After finding the line with "filename crates/vstitch-worker/src/processor.rs" in the entries below, retype exactly each line from there through the line with "status was written.", including that final line.

• • • • •

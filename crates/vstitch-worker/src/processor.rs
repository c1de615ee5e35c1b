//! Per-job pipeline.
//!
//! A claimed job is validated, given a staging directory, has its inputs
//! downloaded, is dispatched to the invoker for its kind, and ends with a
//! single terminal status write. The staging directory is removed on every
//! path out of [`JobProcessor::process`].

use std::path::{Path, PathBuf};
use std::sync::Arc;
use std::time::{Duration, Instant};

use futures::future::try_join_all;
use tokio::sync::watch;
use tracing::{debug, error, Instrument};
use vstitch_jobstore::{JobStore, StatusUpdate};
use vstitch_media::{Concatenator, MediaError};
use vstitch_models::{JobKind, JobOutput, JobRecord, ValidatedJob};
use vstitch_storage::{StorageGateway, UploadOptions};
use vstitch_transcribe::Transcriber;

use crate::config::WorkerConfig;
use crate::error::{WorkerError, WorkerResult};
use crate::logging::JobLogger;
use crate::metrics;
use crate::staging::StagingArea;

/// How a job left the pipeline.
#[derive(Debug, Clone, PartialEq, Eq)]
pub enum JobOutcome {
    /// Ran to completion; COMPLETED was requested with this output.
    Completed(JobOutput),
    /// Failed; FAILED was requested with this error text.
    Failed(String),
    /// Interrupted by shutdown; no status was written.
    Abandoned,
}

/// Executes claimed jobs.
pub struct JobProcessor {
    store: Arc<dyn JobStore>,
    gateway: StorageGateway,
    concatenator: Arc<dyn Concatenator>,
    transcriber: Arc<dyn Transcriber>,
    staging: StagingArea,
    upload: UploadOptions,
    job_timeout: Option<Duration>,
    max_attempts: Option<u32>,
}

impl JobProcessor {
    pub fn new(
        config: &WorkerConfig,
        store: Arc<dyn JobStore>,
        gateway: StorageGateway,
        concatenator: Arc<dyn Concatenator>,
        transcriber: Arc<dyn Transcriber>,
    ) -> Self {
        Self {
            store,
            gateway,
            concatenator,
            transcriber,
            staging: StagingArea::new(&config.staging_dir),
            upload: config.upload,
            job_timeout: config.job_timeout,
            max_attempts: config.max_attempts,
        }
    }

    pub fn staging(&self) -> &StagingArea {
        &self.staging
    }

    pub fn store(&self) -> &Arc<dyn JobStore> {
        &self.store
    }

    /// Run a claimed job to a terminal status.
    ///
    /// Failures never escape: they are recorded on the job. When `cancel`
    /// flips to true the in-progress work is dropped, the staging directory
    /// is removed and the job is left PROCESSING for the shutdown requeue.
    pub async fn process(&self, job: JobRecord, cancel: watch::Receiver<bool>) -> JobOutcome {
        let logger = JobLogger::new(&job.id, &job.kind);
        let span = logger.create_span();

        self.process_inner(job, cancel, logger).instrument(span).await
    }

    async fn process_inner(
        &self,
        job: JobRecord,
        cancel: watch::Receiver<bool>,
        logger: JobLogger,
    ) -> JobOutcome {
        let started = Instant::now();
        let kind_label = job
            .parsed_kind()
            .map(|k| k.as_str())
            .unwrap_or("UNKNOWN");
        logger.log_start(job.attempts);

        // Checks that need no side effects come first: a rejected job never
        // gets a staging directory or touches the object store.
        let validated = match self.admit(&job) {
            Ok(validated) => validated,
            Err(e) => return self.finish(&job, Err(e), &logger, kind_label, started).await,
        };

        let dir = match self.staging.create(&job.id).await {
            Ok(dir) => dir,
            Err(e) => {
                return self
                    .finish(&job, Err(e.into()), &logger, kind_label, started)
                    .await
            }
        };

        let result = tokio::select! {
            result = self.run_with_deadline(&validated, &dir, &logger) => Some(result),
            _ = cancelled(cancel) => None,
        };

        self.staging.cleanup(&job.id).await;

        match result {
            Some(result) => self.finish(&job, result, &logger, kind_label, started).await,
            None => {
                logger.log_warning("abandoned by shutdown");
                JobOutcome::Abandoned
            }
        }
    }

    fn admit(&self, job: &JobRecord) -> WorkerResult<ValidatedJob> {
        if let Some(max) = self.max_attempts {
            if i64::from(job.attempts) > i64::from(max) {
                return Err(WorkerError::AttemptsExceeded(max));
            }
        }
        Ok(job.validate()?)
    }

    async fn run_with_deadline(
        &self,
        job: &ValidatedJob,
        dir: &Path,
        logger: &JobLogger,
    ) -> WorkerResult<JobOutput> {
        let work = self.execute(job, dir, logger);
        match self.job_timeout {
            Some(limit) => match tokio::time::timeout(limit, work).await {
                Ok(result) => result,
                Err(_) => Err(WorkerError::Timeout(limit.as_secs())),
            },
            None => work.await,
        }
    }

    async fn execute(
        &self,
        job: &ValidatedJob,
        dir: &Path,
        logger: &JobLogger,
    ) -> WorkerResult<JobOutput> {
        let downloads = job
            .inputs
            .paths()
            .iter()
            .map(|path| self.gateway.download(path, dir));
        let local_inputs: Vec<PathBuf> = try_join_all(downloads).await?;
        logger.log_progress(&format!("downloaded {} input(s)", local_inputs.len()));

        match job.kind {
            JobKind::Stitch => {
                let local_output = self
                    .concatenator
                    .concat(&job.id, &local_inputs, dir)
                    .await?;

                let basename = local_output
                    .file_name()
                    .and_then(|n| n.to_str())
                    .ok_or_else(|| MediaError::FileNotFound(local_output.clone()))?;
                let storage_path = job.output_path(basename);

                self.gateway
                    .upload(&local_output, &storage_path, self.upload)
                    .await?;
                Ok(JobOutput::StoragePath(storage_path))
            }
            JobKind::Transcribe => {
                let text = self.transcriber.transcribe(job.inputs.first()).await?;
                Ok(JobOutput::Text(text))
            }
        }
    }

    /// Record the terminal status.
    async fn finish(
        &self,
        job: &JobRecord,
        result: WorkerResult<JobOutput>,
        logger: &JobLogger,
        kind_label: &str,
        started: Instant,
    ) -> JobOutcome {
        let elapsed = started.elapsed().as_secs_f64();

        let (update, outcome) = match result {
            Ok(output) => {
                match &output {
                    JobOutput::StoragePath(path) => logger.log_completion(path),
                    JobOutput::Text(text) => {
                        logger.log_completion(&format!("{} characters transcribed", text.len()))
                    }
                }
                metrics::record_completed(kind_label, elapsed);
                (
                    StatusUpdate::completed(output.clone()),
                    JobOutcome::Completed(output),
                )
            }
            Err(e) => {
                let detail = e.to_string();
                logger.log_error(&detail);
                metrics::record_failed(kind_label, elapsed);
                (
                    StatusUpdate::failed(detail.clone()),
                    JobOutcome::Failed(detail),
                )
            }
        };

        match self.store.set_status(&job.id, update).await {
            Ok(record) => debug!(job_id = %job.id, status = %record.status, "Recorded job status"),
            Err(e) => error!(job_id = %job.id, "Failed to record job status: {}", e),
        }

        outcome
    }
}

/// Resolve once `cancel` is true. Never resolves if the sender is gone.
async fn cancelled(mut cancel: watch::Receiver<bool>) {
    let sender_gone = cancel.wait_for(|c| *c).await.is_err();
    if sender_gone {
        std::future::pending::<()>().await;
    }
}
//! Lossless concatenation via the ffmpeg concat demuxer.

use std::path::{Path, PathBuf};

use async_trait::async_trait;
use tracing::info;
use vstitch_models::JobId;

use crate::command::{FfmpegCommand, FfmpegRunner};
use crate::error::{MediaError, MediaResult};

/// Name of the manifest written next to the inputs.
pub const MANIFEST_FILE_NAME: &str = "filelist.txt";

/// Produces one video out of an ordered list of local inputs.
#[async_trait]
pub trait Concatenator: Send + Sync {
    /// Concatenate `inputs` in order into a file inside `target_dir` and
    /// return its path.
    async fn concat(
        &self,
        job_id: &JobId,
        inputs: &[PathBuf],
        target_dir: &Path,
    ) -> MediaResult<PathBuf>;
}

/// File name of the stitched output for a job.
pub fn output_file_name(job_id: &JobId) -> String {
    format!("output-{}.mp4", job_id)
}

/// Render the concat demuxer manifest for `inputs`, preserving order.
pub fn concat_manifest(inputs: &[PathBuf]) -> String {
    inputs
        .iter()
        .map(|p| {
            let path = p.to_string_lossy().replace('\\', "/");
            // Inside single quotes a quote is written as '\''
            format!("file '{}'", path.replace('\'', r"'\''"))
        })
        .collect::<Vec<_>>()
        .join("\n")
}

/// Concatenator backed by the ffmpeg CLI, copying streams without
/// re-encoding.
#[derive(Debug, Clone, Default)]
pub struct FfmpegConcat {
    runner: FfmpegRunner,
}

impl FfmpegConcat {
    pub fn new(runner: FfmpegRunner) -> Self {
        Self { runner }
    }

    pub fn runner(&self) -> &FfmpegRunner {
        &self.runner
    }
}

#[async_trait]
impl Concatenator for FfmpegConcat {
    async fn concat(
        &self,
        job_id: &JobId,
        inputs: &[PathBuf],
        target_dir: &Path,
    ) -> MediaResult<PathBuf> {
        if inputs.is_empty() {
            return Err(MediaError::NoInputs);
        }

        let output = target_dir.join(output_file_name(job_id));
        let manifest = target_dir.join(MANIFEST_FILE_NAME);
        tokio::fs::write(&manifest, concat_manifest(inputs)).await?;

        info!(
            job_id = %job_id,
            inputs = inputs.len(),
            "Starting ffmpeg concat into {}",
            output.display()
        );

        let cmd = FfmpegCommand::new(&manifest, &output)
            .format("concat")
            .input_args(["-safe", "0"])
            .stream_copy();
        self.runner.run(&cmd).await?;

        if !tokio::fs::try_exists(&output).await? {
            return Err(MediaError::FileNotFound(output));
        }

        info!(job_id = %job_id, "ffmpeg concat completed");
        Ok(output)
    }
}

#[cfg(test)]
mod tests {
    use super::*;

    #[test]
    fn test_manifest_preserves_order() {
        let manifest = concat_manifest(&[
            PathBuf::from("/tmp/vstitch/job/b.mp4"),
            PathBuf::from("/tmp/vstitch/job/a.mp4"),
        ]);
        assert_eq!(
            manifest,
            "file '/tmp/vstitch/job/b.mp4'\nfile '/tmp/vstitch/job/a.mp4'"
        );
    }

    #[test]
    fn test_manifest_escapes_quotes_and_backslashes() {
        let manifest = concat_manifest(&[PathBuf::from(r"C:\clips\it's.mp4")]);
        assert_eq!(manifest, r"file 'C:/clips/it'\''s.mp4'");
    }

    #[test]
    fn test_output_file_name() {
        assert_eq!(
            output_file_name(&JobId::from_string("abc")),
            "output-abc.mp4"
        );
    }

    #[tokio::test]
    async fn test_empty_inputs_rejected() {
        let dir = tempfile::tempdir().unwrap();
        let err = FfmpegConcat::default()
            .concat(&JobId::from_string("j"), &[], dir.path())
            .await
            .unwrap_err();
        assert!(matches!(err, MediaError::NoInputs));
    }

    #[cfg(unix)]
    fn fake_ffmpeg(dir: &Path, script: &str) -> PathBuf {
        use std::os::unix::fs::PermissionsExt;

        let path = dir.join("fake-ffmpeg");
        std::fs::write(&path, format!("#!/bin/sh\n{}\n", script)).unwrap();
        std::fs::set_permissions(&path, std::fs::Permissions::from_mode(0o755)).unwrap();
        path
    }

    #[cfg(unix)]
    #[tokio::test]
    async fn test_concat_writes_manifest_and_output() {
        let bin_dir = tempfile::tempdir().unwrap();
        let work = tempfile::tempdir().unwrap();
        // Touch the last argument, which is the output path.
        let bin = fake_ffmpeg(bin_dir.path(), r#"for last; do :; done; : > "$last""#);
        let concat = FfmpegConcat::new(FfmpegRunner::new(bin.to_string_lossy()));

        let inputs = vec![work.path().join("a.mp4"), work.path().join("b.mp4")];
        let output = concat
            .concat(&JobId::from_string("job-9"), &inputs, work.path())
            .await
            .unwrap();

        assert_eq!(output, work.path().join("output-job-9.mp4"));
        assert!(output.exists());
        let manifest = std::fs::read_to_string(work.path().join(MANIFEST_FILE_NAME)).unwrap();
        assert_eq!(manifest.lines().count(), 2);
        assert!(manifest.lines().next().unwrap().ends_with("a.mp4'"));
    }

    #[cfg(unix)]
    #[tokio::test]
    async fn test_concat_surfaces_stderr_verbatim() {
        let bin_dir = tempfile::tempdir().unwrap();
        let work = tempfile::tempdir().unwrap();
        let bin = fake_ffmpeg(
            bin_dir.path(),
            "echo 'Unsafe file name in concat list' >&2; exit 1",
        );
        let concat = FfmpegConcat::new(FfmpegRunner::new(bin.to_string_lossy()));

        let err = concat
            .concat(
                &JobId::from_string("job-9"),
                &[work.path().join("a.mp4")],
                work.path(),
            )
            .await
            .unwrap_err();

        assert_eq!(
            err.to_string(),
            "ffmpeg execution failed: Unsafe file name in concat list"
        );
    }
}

• • • • •

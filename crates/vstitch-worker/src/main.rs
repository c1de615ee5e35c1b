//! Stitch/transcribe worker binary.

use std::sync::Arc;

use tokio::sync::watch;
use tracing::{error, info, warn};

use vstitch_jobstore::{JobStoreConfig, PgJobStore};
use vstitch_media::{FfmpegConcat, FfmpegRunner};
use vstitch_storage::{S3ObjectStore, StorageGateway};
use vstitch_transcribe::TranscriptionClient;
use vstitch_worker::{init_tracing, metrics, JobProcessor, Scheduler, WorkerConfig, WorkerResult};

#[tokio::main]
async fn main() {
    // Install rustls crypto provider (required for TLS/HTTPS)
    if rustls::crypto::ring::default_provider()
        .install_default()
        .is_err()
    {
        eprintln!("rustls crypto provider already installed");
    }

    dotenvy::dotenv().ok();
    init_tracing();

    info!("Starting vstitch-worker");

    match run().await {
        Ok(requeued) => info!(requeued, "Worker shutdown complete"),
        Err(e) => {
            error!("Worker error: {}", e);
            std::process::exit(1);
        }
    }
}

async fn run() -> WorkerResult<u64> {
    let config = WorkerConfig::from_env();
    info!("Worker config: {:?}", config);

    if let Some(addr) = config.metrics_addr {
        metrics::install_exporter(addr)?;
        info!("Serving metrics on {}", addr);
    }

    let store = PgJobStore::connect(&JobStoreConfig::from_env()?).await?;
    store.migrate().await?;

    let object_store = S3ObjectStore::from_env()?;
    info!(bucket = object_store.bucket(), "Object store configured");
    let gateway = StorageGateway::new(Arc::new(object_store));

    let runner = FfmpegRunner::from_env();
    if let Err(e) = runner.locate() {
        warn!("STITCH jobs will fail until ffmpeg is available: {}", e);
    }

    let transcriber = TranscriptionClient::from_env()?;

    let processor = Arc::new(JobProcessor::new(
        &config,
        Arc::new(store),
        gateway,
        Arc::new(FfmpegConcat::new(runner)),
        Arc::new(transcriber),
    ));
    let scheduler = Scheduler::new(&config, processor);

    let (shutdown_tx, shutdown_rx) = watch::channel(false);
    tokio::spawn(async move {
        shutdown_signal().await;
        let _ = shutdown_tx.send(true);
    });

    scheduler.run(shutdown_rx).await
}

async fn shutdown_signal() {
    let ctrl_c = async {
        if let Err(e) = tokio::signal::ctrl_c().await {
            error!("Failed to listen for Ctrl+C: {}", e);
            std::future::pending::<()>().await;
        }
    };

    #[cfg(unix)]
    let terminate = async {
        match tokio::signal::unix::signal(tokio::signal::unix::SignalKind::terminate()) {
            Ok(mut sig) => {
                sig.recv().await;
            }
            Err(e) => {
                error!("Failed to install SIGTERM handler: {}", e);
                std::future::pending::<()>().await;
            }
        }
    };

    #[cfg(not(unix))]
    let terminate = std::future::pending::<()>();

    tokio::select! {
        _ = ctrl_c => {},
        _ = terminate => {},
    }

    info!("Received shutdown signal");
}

• • • • •

**Exercise response:**
filename crates/vstitch-worker/src/processor.rs
repository c1de615ee5e35c1b
//! Per-job pipeline.
//!
//! A claimed job is validated, given a staging directory, has its inputs
//! downloaded, is dispatched to the invoker for its kind, and ends with a
//! single terminal status write. The staging directory is removed on every
//! path out of [`JobProcessor::process`].

use std::path::{Path, PathBuf};
use std::sync::Arc;
use std::time::{Duration, Instant};

use futures::future::try_join_all;
use tokio::sync::watch;
use tracing::{debug, error, Instrument};
use vstitch_jobstore::{JobStore, StatusUpdate};
use vstitch_media::{Concatenator, MediaError};
use vstitch_models::{JobKind, JobOutput, JobRecord, ValidatedJob};
use vstitch_storage::{StorageGateway, UploadOptions};
use vstitch_transcribe::Transcriber;

use crate::config::WorkerConfig;
use crate::error::{WorkerError, WorkerResult};
use crate::logging::JobLogger;
use crate::metrics;
use crate::staging::StagingArea;

/// How a job left the pipeline.
#[derive(Debug, Clone, PartialEq, Eq)]
pub enum JobOutcome {
    /// Ran to completion; COMPLETED was requested with this output.
    Completed(JobOutput),
    /// Failed; FAILED was requested with this error text.
    Failed(String),
    /// Interrupted by shutdown; no status was written.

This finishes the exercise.